▶ _Work instructions_
Produce word for word the lines of the data below running from the one that has "into its section" to the one that has "let mut header", inclusive, and no others.
───
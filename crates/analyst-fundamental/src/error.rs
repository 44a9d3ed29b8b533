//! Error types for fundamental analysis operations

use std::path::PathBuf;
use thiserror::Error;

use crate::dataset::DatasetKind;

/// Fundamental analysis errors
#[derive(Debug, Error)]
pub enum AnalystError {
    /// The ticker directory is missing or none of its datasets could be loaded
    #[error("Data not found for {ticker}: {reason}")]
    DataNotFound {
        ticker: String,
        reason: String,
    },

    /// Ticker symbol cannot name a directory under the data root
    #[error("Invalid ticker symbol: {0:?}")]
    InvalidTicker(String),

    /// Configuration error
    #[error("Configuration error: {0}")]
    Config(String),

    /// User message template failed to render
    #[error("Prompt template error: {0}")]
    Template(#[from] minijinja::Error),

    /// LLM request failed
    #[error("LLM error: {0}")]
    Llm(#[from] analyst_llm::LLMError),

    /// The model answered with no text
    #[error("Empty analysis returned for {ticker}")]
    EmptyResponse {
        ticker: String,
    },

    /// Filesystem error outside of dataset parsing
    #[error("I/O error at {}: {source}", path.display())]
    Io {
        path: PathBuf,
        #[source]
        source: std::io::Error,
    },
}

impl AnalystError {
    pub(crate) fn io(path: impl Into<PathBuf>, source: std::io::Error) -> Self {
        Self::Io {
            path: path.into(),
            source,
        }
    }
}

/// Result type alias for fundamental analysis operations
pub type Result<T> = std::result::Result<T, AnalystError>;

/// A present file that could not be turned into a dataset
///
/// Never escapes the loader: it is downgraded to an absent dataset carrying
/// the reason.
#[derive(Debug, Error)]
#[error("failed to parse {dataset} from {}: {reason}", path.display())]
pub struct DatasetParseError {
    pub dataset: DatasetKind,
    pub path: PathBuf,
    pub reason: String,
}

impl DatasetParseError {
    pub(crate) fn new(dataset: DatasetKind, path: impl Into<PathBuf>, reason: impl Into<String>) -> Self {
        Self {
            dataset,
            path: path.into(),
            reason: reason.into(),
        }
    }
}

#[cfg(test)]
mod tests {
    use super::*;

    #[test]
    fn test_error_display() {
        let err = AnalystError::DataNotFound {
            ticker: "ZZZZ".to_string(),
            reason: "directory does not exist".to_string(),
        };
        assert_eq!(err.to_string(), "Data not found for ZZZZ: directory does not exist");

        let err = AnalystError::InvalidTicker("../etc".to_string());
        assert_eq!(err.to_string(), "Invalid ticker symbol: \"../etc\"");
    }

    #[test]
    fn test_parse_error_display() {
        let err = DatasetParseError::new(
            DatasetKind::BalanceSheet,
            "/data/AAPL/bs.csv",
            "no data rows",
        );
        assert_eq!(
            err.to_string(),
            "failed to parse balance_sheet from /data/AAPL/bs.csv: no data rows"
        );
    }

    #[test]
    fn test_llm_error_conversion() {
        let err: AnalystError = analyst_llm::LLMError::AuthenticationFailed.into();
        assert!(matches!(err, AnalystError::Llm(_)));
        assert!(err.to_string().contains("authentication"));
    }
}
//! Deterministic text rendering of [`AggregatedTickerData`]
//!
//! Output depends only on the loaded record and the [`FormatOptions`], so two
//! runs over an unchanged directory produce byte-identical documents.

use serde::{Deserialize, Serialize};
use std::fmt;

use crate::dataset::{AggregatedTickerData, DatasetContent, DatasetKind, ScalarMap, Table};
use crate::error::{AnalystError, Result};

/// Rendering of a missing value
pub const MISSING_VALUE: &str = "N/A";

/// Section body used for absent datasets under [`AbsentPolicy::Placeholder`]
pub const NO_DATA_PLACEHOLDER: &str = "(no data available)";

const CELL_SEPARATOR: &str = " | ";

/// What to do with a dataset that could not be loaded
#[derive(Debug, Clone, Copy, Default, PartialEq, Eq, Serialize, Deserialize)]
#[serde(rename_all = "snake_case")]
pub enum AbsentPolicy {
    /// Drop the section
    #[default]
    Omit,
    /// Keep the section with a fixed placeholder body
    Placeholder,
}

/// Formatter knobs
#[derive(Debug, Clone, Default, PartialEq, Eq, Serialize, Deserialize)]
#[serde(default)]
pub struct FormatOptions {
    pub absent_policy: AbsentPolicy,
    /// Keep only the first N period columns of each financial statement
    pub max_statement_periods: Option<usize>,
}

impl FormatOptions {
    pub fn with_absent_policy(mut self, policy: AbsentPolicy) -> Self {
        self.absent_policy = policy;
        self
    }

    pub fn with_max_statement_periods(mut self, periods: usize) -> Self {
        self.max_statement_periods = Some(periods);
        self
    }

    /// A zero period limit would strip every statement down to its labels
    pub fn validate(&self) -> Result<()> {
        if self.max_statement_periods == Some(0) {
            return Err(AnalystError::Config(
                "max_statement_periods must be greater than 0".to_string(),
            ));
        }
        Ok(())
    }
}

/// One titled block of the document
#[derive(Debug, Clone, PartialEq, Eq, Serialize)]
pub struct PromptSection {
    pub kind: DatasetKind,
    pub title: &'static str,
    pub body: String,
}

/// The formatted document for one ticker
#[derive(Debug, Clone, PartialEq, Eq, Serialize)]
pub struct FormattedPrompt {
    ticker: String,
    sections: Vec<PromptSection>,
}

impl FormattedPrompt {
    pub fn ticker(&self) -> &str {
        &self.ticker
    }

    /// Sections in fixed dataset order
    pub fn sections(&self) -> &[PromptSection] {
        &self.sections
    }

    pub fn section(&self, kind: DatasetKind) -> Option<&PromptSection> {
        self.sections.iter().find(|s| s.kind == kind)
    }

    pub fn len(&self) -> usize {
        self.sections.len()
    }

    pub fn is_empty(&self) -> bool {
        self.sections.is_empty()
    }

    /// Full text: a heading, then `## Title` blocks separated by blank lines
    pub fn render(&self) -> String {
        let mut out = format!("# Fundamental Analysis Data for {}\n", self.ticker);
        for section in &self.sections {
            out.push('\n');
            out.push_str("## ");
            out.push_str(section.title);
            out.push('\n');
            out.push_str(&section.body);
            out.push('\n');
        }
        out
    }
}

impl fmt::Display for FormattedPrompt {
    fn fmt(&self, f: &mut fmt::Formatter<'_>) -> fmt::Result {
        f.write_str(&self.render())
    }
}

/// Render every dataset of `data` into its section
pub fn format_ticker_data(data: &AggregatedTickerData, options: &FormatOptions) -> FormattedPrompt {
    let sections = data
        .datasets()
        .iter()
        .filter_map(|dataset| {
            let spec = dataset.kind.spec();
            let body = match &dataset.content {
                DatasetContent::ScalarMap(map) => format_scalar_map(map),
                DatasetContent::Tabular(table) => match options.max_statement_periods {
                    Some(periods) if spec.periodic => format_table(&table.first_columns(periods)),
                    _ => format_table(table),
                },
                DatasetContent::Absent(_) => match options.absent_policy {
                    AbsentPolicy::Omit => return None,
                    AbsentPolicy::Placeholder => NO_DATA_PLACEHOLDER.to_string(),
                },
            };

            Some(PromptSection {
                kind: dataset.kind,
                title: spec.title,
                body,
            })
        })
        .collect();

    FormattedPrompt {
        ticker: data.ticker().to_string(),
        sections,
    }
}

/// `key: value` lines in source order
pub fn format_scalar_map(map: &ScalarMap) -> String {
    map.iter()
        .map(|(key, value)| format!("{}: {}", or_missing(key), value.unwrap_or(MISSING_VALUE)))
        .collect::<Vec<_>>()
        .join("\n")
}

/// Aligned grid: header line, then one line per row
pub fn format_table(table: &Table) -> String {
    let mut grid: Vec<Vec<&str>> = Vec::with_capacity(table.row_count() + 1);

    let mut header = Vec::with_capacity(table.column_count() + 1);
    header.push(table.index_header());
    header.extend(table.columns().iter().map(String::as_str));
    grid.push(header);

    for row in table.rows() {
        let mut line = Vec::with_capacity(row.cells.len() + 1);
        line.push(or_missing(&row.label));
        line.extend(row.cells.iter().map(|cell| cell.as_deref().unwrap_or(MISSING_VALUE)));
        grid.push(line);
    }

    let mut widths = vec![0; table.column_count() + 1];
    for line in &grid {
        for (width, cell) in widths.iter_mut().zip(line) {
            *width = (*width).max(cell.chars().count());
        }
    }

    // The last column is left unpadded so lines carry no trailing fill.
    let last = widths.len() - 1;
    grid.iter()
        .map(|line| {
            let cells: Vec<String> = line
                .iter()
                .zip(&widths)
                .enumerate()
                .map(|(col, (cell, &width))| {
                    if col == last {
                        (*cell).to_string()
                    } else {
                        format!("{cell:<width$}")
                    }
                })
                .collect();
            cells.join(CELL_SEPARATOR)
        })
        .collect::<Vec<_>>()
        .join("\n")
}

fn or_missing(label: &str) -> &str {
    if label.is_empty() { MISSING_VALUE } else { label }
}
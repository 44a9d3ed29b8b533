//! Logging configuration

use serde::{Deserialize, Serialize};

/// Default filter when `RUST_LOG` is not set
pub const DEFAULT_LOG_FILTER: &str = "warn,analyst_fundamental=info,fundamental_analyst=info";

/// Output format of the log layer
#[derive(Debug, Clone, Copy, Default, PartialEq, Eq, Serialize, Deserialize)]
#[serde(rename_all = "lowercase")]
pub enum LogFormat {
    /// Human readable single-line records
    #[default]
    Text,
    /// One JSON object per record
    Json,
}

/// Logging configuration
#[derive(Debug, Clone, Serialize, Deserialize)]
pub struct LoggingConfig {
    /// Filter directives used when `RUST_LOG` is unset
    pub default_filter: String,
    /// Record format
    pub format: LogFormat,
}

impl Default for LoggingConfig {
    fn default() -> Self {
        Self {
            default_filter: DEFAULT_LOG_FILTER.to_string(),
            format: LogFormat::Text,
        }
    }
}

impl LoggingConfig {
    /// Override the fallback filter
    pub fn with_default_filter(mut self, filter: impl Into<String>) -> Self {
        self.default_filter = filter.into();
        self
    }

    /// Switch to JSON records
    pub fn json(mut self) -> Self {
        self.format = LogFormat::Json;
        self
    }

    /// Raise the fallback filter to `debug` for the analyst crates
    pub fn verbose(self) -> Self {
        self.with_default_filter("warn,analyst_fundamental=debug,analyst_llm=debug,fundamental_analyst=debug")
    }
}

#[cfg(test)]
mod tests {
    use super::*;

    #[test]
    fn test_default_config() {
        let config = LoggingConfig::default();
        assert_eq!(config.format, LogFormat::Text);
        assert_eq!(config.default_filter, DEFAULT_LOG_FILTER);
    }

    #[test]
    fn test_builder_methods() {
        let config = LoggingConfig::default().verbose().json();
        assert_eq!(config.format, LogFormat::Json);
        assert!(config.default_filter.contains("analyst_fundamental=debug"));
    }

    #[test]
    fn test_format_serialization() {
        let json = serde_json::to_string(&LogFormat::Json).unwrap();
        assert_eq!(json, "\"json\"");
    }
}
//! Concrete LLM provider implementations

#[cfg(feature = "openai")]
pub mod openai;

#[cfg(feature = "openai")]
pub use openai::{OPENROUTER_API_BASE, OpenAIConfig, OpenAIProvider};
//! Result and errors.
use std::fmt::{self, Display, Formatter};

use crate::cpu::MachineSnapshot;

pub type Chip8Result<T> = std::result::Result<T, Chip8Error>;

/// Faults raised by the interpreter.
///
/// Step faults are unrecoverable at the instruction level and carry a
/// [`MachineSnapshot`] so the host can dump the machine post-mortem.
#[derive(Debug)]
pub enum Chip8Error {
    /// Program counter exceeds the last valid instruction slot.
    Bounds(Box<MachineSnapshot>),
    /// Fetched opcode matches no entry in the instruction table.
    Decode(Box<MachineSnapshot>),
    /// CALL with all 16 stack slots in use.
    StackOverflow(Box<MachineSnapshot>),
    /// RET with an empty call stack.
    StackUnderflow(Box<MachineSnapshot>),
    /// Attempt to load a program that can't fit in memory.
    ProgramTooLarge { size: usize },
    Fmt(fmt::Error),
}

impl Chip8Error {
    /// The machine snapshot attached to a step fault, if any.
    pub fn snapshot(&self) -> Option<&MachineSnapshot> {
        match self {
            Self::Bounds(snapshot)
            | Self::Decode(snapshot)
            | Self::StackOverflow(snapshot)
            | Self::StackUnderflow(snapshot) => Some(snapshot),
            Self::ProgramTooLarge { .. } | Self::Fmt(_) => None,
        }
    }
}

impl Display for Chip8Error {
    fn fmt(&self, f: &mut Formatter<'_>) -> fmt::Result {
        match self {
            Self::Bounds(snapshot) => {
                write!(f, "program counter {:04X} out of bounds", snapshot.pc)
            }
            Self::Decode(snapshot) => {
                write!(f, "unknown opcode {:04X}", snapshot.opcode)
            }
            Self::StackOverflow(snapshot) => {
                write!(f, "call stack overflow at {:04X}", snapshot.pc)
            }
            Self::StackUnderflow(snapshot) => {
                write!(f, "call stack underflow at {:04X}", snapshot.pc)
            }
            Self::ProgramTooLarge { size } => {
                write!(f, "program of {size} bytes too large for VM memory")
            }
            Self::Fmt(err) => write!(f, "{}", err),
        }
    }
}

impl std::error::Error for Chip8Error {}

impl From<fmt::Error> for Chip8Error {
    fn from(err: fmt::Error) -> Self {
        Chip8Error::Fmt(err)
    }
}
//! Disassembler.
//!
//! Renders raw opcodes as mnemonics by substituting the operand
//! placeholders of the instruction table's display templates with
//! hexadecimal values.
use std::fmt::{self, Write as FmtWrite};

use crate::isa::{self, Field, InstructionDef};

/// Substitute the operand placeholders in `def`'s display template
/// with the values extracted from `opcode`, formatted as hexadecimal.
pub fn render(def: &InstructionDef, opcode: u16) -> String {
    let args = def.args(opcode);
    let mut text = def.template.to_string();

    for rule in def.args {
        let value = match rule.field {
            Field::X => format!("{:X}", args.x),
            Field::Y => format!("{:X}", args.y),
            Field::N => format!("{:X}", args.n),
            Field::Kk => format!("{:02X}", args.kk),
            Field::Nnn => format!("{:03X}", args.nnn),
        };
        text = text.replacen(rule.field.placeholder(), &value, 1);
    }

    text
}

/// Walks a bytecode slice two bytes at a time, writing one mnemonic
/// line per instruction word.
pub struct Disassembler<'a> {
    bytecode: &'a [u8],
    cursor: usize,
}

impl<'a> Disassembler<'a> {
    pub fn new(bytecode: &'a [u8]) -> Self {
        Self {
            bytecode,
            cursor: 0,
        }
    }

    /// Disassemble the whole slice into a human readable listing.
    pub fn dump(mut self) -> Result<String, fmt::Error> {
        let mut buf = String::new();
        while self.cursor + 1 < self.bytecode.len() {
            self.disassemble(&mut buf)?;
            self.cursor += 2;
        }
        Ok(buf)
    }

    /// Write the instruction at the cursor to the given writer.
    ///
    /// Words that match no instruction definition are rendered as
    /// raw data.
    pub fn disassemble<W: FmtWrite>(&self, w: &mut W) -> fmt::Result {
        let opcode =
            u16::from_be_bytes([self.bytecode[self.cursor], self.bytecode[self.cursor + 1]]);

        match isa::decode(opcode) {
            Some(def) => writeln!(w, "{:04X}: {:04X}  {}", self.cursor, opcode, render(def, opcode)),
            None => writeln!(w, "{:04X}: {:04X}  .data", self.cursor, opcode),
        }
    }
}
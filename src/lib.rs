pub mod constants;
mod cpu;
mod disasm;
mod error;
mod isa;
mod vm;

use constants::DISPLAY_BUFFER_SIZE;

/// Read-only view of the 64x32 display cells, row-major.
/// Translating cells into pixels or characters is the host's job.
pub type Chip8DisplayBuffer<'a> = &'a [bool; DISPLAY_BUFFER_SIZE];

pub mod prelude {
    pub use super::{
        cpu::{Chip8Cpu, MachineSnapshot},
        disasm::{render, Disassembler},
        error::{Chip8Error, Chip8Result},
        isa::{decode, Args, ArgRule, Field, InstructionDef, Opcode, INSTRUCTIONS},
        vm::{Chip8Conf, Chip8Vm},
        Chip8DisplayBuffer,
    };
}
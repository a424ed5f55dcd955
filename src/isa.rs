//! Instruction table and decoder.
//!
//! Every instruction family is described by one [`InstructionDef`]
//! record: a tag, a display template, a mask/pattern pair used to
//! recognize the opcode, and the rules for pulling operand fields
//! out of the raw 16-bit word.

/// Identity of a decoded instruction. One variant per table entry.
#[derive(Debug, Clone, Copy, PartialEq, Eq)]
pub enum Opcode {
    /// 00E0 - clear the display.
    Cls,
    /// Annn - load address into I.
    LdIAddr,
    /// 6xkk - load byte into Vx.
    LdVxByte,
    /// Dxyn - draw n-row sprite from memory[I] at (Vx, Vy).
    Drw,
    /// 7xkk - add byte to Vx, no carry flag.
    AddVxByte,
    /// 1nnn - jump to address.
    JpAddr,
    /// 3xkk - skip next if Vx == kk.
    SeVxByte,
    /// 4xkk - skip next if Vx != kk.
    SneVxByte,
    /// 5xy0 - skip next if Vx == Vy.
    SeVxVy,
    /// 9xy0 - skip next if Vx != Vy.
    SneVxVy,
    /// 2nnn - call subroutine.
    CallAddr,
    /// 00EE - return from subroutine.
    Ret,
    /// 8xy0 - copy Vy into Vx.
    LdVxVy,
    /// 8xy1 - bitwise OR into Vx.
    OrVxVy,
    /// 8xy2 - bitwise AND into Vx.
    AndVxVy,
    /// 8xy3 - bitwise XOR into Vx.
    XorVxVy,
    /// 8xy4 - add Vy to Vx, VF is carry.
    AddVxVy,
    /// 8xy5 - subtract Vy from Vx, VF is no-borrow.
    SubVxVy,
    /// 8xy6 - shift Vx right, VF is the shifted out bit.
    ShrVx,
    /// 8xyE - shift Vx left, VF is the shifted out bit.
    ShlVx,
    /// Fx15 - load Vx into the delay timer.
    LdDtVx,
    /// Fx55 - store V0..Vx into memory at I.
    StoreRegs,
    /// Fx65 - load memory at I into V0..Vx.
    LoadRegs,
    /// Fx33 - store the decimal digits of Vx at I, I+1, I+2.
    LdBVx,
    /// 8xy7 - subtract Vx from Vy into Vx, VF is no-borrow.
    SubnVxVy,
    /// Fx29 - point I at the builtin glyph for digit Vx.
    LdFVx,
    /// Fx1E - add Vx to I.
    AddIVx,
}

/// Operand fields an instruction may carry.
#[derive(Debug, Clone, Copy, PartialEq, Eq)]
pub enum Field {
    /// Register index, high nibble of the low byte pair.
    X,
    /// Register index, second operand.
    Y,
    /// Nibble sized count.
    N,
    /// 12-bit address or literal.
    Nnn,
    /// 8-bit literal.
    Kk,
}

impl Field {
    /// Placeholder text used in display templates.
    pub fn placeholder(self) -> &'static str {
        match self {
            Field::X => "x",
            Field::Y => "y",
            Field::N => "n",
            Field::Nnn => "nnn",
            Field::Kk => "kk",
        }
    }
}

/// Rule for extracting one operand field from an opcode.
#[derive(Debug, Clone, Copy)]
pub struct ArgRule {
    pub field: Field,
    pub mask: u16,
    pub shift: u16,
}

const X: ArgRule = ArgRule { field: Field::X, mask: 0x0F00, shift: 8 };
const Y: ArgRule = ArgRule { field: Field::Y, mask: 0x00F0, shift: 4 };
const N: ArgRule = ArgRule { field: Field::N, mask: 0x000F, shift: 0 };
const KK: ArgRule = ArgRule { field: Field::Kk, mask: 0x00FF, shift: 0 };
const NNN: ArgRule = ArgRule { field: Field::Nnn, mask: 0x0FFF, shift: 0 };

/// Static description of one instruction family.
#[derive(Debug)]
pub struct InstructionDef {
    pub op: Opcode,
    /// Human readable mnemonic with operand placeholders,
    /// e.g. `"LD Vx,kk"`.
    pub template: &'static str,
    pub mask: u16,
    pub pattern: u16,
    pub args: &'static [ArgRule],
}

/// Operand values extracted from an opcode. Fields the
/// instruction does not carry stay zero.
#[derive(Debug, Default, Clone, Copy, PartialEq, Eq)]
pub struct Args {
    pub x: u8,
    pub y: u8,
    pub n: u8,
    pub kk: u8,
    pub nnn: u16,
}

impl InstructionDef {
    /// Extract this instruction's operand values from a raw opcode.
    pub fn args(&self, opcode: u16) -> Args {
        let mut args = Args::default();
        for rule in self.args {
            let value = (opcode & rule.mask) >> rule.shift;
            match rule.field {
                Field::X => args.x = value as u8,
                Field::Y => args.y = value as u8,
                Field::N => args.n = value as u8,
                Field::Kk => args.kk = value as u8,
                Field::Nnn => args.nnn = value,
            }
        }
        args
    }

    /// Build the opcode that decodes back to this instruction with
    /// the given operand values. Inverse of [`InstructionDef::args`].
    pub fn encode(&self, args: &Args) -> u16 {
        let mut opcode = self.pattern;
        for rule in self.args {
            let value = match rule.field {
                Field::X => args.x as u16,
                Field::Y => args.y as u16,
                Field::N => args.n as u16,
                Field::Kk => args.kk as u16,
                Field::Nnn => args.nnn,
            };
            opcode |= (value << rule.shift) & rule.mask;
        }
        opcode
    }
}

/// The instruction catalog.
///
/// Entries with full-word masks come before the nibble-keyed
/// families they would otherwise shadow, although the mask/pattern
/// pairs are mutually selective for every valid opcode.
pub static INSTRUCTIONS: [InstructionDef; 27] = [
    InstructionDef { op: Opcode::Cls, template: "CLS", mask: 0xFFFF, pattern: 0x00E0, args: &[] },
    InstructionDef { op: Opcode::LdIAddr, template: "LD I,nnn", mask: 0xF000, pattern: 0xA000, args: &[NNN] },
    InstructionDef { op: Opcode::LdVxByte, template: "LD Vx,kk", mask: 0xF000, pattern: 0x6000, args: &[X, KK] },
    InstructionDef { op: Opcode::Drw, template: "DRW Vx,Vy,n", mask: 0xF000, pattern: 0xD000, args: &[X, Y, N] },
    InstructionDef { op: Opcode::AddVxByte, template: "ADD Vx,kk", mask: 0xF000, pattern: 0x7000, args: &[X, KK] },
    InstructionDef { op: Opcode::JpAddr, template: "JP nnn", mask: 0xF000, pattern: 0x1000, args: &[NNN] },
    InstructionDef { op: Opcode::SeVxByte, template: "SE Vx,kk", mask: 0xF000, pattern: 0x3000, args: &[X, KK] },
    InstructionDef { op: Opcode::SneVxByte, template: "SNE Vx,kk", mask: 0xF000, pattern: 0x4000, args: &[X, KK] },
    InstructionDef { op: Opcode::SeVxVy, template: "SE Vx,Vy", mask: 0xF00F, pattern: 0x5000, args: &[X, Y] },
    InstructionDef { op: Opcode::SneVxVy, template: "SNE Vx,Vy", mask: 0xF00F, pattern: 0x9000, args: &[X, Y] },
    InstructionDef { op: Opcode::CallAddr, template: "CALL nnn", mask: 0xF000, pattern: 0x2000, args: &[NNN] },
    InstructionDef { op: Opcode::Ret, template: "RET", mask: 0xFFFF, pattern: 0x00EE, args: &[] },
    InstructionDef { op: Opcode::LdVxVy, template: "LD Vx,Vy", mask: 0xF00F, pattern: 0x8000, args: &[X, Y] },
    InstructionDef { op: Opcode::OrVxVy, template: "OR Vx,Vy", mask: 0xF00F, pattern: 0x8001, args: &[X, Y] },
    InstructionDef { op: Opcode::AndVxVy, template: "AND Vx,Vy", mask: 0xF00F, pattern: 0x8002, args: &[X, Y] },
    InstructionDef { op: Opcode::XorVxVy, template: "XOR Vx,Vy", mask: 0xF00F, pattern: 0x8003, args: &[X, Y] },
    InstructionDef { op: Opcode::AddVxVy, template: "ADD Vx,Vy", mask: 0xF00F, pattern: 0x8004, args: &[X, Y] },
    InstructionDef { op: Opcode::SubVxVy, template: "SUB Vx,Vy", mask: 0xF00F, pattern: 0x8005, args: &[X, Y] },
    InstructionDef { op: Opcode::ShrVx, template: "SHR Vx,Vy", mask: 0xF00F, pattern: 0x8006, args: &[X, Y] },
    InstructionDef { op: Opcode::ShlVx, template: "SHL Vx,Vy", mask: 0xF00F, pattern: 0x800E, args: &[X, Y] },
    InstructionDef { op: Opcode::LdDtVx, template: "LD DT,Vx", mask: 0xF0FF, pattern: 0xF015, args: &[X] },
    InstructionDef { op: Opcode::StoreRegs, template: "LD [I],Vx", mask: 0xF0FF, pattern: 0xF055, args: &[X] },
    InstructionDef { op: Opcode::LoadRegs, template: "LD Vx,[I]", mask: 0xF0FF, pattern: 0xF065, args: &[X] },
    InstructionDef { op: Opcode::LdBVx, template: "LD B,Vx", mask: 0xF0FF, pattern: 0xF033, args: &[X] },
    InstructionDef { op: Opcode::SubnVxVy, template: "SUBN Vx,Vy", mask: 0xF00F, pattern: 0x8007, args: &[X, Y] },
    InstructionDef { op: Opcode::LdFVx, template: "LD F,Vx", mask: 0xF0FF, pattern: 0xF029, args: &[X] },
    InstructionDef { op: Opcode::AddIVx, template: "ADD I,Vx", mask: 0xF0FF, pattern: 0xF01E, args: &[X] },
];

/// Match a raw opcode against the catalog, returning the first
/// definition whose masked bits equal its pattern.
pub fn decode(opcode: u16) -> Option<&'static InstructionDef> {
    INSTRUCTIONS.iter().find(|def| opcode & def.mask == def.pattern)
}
───
▶ _Answer box_
/// Render every dataset of `data` into its section
pub fn format_ticker_data(data: &AggregatedTickerData, options: &FormatOptions) -> FormattedPrompt {
    let sections = data
        .datasets()
        .iter()
        .filter_map(|dataset| {
            let spec = dataset.kind.spec();
            let body = match &dataset.content {
                DatasetContent::ScalarMap(map) => format_scalar_map(map),
                DatasetContent::Tabular(table) => match options.max_statement_periods {
                    Some(periods) if spec.periodic => format_table(&table.first_columns(periods)),
                    _ => format_table(table),
                },
                DatasetContent::Absent(_) => match options.absent_policy {
                    AbsentPolicy::Omit => return None,
                    AbsentPolicy::Placeholder => NO_DATA_PLACEHOLDER.to_string(),
                },
            };

            Some(PromptSection {
                kind: dataset.kind,
                title: spec.title,
                body,
            })
        })
        .collect();

    FormattedPrompt {
        ticker: data.ticker().to_string(),
        sections,
    }
}

/// `key: value` lines in source order
pub fn format_scalar_map(map: &ScalarMap) -> String {
    map.iter()
        .map(|(key, value)| format!("{}: {}", or_missing(key), value.unwrap_or(MISSING_VALUE)))
        .collect::<Vec<_>>()
        .join("\n")
}

/// Aligned grid: header line, then one line per row
pub fn format_table(table: &Table) -> String {
    let mut grid: Vec<Vec<&str>> = Vec::with_capacity(table.row_count() + 1);

    let mut header = Vec::with_capacity(table.column_count() + 1);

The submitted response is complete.